WHAT THIS TASK INVOLVES :: Give every line of the listing word for word, beginning at the first and including the line with "- Deserializing raw" as the last.

ENTRIES SHOWN ::
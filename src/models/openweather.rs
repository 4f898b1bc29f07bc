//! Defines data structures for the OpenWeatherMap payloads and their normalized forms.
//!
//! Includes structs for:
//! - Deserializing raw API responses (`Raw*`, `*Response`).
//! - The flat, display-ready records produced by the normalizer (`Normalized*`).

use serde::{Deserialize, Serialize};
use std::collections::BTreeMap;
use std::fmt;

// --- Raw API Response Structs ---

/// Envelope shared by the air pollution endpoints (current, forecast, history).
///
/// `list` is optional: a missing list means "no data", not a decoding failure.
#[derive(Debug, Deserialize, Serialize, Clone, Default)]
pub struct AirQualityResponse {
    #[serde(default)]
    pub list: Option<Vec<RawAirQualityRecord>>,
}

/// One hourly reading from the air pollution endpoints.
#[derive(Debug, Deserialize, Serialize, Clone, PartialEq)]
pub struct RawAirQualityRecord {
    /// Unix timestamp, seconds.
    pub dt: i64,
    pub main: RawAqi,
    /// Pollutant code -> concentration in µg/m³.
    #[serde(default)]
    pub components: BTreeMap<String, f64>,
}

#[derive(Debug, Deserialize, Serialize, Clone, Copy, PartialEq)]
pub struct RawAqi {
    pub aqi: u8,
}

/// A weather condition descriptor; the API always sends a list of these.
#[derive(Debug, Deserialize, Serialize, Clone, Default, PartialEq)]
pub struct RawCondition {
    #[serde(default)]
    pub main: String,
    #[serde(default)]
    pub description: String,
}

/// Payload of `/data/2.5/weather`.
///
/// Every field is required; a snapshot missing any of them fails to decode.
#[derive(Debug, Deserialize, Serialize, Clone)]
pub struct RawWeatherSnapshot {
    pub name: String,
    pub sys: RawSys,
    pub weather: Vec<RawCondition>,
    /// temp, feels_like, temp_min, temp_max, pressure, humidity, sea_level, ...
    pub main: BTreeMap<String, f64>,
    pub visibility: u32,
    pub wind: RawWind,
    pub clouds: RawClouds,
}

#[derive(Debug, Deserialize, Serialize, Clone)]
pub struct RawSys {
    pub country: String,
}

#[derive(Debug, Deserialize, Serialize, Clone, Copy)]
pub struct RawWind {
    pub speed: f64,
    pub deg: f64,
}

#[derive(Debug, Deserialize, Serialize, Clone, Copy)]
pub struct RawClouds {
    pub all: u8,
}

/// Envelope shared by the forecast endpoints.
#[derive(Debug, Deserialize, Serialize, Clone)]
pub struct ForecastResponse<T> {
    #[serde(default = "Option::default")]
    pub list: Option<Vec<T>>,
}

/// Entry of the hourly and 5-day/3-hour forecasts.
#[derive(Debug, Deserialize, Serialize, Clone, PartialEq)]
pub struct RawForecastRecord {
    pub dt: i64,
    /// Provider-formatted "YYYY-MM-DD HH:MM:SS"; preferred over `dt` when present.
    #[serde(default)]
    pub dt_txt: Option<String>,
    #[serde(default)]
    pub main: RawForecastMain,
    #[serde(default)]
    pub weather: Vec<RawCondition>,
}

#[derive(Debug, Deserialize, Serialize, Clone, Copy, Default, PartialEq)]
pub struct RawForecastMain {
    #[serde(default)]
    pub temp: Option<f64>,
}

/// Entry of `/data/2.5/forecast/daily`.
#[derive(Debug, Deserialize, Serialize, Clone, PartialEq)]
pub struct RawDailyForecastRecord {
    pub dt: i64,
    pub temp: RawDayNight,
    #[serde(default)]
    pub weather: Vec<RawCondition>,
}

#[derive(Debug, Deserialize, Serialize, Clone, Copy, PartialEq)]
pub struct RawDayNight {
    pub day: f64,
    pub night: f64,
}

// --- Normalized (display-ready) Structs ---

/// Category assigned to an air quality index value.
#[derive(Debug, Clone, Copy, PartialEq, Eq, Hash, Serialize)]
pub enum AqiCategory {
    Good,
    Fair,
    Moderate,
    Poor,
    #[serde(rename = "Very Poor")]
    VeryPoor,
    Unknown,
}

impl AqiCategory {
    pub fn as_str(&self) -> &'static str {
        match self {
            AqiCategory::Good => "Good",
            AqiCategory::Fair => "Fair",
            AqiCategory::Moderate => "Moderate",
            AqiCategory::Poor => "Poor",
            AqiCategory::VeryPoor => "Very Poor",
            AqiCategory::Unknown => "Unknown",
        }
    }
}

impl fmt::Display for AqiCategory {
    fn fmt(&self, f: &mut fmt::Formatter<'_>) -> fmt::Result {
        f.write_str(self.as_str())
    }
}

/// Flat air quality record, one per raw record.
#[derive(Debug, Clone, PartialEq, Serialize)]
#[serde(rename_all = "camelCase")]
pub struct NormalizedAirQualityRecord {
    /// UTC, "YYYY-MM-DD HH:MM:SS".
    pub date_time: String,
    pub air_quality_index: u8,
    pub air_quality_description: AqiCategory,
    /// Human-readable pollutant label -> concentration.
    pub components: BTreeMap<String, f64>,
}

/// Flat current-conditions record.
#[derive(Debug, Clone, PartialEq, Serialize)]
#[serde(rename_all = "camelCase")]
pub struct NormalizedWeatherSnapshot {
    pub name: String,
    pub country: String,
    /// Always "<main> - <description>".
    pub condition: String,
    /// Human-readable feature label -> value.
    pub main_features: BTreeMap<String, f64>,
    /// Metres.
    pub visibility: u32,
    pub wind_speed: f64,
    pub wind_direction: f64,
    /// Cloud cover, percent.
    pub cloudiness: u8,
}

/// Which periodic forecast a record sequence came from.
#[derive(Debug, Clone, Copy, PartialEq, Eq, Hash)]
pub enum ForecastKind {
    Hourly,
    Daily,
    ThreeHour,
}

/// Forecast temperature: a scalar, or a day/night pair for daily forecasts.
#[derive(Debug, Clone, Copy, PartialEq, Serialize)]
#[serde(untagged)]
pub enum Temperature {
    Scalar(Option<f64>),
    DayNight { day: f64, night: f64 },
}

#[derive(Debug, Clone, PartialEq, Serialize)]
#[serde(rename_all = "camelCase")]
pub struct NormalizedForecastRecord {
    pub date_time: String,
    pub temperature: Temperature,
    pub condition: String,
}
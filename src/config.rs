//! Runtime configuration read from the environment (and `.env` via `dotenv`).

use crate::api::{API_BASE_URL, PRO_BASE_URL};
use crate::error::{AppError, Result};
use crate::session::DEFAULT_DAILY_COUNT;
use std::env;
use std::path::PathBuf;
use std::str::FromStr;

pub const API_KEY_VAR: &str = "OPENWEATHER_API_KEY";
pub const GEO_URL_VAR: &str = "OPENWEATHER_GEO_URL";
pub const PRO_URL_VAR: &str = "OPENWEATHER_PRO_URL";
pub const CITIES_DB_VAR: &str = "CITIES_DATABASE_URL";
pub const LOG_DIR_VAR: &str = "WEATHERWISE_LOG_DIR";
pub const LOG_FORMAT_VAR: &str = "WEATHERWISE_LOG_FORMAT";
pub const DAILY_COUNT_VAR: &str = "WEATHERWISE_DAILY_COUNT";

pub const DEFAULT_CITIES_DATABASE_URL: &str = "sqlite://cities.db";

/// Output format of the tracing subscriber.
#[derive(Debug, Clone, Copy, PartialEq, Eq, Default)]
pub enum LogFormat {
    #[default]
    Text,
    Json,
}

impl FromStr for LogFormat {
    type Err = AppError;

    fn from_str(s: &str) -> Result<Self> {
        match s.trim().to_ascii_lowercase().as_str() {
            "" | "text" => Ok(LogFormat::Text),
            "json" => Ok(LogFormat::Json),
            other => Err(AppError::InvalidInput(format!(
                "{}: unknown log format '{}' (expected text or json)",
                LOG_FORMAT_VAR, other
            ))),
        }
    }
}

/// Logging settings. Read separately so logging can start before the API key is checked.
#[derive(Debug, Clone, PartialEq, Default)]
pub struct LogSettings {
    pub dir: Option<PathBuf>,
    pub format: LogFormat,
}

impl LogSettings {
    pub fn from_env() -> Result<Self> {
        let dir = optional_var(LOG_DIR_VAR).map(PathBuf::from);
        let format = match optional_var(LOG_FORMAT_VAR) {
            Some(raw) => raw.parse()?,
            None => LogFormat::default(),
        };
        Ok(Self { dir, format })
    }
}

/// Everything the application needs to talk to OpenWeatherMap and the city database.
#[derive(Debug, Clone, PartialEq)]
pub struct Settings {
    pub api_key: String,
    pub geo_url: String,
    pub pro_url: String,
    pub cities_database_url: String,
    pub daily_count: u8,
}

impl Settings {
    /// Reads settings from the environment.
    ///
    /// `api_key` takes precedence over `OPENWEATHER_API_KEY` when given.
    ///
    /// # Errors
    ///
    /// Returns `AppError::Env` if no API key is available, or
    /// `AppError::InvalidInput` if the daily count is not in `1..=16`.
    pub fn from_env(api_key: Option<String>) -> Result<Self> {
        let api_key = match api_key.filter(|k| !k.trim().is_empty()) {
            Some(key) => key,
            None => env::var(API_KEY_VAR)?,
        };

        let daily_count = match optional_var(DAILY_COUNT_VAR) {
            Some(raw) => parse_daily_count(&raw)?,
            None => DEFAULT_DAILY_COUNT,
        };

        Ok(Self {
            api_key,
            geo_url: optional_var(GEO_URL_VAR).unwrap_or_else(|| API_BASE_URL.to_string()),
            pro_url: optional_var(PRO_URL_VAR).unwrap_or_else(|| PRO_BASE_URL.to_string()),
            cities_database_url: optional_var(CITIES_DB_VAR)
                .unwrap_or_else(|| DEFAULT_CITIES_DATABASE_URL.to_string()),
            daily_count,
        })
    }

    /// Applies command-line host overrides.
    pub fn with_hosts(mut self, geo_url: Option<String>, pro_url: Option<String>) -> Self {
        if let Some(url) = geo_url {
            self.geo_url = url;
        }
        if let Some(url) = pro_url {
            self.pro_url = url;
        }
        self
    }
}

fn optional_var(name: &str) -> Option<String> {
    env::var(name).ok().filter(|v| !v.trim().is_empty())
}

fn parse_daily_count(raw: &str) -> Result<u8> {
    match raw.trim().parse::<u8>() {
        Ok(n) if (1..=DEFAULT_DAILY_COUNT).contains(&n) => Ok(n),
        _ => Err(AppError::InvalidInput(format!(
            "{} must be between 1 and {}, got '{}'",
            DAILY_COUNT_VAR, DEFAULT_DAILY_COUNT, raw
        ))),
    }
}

ANSWER SPACE ::
filename src/models/openweather.rs
repository 4f898b1bc29f07bc
//! Defines data structures for the OpenWeatherMap payloads and their normalized forms.
//!
//! Includes structs for:
//! - Deserializing raw API responses (`Raw*`, `*Response`).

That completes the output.